» Work item
In the records that follow, the lines from the one containing "let _ = buf.write_f64::<LittleEndian>(x);" to the one containing "for bin in hist.iter_mut()", inclusive, are to be given again exactly.

» Material supplied
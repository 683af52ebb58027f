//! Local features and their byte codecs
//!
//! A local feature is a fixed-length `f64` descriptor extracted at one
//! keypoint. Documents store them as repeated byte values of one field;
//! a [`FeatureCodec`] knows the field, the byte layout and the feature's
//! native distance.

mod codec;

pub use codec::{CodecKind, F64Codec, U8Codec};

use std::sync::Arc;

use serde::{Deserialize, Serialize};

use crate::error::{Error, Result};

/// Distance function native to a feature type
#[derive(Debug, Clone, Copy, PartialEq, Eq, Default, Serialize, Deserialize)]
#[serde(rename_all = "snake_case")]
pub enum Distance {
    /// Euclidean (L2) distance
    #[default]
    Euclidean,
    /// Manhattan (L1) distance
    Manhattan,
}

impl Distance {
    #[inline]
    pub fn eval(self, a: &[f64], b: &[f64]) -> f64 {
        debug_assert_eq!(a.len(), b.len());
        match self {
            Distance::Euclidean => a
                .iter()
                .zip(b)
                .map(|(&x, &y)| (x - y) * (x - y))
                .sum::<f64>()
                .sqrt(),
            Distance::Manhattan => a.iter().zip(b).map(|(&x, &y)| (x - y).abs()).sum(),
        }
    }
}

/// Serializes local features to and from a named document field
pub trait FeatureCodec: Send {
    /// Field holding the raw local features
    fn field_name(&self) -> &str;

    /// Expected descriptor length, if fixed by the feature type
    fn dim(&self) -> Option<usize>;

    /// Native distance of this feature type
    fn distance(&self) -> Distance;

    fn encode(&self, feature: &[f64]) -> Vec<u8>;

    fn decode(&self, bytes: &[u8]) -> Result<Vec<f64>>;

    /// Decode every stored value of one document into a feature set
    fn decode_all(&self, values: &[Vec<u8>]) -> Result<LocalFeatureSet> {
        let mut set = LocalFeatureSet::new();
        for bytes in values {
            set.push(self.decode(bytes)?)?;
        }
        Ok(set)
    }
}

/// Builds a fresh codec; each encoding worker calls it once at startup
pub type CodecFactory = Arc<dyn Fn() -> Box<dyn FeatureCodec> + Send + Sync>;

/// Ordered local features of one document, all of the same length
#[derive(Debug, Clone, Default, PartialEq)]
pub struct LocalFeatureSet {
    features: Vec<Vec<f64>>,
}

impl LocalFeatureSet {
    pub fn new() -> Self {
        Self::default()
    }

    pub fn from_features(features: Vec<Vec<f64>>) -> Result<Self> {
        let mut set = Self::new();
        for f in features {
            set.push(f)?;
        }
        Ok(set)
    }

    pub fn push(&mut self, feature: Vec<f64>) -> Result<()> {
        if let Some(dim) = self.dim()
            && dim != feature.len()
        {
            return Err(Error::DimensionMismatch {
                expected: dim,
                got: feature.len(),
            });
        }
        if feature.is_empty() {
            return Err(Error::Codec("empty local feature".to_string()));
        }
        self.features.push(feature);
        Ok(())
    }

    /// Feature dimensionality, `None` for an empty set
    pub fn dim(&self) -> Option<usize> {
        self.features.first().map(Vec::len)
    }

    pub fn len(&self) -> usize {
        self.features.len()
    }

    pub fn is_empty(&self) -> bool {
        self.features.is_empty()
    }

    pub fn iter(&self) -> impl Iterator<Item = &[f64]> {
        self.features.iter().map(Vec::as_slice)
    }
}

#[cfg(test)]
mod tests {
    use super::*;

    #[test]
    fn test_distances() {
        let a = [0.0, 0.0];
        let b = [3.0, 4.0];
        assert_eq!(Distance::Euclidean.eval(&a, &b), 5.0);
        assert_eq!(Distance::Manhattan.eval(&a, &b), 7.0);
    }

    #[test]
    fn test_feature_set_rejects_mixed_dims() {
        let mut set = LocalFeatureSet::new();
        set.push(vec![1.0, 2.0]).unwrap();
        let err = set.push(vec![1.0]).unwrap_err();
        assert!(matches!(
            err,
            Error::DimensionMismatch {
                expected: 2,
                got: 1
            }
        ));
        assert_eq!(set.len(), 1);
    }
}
* * *
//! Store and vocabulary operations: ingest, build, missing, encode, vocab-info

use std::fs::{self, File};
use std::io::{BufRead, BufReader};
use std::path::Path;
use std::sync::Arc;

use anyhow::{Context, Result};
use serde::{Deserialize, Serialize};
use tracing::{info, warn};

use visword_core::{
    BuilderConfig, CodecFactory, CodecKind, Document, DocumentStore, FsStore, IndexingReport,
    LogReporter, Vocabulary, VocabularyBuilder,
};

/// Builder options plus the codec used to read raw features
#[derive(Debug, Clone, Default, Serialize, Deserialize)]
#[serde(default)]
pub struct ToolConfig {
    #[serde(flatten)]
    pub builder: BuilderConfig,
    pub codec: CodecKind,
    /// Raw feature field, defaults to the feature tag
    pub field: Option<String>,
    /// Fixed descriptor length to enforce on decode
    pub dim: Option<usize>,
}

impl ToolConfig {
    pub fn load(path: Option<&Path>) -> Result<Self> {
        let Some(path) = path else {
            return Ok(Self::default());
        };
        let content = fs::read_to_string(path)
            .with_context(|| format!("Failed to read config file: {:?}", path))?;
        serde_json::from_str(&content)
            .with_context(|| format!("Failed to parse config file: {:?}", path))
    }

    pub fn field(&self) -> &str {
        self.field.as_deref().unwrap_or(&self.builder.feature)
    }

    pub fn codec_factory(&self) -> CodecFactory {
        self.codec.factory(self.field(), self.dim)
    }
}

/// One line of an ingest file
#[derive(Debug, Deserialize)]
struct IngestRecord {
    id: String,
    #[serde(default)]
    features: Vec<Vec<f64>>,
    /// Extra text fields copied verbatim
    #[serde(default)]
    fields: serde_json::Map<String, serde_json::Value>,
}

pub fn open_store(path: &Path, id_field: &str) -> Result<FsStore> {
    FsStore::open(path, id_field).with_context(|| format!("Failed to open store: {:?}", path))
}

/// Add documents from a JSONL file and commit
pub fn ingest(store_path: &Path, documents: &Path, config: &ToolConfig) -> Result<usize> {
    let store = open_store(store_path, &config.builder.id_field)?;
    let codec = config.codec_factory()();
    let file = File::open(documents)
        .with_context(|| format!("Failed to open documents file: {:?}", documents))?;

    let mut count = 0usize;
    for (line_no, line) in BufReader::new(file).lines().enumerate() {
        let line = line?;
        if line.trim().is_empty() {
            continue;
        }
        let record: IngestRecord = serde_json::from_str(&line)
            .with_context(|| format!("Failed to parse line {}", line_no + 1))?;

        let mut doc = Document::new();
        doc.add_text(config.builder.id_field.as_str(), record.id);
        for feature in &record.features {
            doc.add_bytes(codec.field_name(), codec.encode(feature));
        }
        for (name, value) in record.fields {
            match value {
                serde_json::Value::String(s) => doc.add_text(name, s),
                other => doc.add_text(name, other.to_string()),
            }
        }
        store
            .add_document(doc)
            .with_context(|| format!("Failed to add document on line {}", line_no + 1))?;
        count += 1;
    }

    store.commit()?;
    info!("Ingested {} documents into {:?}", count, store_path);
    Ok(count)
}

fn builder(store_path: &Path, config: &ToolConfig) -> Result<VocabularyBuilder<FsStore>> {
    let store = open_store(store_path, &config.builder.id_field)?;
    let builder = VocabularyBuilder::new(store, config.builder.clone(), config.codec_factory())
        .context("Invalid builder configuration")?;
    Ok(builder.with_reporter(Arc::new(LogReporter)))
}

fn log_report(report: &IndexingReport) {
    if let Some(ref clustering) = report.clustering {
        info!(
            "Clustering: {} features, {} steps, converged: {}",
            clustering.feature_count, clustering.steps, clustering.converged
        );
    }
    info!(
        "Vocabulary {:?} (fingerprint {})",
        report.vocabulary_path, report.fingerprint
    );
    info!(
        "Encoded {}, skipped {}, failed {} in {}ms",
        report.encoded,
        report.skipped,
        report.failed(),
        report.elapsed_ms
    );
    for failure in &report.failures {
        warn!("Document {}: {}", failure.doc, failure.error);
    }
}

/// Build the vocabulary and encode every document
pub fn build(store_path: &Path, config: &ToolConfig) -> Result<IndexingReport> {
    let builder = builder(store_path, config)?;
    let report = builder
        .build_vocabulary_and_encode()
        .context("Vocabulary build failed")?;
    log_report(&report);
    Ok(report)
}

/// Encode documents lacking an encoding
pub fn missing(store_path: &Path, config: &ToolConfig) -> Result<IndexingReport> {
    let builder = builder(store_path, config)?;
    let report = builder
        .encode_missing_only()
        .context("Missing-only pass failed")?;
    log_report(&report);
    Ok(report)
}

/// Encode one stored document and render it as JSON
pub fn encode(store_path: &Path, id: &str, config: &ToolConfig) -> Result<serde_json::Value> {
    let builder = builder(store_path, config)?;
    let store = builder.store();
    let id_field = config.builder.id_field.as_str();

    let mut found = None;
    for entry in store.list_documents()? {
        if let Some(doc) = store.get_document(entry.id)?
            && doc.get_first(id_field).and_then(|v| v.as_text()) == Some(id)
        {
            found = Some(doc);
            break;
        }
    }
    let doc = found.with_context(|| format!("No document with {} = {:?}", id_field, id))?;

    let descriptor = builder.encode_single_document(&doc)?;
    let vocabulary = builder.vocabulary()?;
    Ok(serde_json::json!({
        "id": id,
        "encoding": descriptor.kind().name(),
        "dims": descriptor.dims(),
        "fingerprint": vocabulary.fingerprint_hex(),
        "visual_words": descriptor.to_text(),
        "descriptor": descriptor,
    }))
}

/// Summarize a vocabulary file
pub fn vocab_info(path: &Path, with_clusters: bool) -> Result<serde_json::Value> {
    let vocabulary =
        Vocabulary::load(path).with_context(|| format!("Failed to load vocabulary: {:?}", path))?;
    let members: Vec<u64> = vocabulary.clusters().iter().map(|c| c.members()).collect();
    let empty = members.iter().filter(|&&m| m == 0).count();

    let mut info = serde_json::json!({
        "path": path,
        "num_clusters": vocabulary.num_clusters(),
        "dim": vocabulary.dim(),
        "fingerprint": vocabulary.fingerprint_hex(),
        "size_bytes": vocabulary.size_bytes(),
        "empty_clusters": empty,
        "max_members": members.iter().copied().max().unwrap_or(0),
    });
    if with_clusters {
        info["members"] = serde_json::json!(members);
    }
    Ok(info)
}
...
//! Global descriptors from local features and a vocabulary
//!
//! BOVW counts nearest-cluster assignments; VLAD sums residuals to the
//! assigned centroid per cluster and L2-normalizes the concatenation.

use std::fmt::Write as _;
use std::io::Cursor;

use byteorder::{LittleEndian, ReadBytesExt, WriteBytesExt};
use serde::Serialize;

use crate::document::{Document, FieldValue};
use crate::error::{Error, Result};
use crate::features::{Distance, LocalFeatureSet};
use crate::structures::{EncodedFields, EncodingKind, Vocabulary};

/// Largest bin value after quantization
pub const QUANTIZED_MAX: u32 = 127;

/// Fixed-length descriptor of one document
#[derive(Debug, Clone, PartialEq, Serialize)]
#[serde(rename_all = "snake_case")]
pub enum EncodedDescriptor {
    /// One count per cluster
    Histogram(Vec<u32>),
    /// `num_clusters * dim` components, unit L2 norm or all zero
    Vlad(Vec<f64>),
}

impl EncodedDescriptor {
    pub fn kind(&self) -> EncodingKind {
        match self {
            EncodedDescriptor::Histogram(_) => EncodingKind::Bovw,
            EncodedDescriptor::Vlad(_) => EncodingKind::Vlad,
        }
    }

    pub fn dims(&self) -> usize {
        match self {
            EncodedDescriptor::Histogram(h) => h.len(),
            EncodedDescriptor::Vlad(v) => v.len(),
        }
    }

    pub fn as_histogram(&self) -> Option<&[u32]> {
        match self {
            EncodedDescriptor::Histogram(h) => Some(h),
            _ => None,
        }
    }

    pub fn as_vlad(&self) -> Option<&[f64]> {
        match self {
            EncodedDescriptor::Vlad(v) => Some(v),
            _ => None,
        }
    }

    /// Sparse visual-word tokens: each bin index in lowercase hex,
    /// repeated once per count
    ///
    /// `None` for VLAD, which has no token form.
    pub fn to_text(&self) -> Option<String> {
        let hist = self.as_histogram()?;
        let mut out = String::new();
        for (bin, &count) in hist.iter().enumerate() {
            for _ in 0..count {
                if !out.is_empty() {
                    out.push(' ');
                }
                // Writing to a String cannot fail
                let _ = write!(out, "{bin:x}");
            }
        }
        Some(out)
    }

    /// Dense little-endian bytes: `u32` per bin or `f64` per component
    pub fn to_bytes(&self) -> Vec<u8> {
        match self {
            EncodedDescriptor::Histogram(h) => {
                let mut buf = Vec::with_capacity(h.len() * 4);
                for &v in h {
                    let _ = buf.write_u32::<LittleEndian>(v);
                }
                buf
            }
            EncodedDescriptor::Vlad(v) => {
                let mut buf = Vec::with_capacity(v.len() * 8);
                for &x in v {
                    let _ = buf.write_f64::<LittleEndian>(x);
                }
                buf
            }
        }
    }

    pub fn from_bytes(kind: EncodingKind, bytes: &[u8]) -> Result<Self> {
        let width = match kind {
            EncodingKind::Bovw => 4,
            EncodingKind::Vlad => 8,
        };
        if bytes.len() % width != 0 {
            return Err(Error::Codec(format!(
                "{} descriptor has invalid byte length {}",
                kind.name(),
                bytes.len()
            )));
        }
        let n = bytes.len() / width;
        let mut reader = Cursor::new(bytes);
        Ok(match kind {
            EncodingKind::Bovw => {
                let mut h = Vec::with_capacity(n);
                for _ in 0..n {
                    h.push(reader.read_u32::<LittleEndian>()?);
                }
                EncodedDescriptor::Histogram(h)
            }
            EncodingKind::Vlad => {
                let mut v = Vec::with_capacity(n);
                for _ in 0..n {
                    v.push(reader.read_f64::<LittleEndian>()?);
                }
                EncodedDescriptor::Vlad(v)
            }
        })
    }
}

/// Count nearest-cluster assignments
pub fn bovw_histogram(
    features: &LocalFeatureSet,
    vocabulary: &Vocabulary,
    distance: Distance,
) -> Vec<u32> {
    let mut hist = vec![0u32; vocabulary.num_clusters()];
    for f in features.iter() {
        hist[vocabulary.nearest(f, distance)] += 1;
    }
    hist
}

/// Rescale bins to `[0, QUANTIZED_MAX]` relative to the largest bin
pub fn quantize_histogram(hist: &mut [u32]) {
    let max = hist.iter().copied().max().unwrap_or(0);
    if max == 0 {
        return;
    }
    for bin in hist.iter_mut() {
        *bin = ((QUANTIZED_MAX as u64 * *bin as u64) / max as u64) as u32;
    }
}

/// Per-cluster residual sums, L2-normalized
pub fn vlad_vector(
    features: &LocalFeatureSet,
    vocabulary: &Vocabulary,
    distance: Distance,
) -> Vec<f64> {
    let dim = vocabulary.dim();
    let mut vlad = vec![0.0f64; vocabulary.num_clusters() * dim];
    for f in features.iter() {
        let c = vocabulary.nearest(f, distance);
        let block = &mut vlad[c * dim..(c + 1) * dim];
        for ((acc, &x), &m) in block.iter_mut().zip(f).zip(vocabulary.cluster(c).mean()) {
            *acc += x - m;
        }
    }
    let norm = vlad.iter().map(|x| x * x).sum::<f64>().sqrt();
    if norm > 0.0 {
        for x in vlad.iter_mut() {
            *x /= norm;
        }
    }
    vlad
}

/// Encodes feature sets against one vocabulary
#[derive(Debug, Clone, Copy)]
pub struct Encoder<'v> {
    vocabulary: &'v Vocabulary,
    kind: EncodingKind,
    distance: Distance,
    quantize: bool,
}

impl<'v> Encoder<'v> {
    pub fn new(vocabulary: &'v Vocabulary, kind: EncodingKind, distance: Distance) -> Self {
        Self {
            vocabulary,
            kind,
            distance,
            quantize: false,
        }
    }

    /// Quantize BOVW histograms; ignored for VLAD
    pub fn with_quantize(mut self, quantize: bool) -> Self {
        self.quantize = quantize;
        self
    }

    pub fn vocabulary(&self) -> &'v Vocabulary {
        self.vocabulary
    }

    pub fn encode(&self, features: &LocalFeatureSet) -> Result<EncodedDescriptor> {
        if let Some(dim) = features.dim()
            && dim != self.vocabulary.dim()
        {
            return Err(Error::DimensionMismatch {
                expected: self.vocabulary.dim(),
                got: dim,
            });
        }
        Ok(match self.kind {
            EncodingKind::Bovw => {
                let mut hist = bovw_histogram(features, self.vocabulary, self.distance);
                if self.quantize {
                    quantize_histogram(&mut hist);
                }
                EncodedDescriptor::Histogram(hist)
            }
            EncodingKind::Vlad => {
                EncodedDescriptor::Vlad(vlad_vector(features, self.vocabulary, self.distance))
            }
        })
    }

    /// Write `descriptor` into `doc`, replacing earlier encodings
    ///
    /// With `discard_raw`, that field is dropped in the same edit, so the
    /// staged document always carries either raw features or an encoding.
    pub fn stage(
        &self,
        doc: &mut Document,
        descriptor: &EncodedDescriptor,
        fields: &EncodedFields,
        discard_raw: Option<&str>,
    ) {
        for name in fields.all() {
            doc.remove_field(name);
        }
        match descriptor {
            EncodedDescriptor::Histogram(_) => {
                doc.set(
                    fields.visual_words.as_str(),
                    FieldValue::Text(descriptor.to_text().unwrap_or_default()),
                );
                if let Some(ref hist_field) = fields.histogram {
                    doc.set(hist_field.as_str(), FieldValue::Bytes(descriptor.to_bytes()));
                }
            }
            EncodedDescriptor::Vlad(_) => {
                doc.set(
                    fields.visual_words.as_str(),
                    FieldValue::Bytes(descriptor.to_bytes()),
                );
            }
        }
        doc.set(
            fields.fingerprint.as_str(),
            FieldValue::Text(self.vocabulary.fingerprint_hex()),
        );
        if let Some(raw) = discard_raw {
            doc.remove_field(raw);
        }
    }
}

» Your response
                    let _ = buf.write_f64::<LittleEndian>(x);
                }
                buf
            }
        }
    }

    pub fn from_bytes(kind: EncodingKind, bytes: &[u8]) -> Result<Self> {
        let width = match kind {
            EncodingKind::Bovw => 4,
            EncodingKind::Vlad => 8,
        };
        if bytes.len() % width != 0 {
            return Err(Error::Codec(format!(
                "{} descriptor has invalid byte length {}",
                kind.name(),
                bytes.len()
            )));
        }
        let n = bytes.len() / width;
        let mut reader = Cursor::new(bytes);
        Ok(match kind {
            EncodingKind::Bovw => {
                let mut h = Vec::with_capacity(n);
                for _ in 0..n {
                    h.push(reader.read_u32::<LittleEndian>()?);
                }
                EncodedDescriptor::Histogram(h)
            }
            EncodingKind::Vlad => {
                let mut v = Vec::with_capacity(n);
                for _ in 0..n {
                    v.push(reader.read_f64::<LittleEndian>()?);
                }
                EncodedDescriptor::Vlad(v)
            }
        })
    }
}

/// Count nearest-cluster assignments
pub fn bovw_histogram(
    features: &LocalFeatureSet,
    vocabulary: &Vocabulary,
    distance: Distance,
) -> Vec<u32> {
    let mut hist = vec![0u32; vocabulary.num_clusters()];
    for f in features.iter() {
        hist[vocabulary.nearest(f, distance)] += 1;
    }
    hist
}

/// Rescale bins to `[0, QUANTIZED_MAX]` relative to the largest bin
pub fn quantize_histogram(hist: &mut [u32]) {
    let max = hist.iter().copied().max().unwrap_or(0);
    if max == 0 {
        return;
    }
    for bin in hist.iter_mut() {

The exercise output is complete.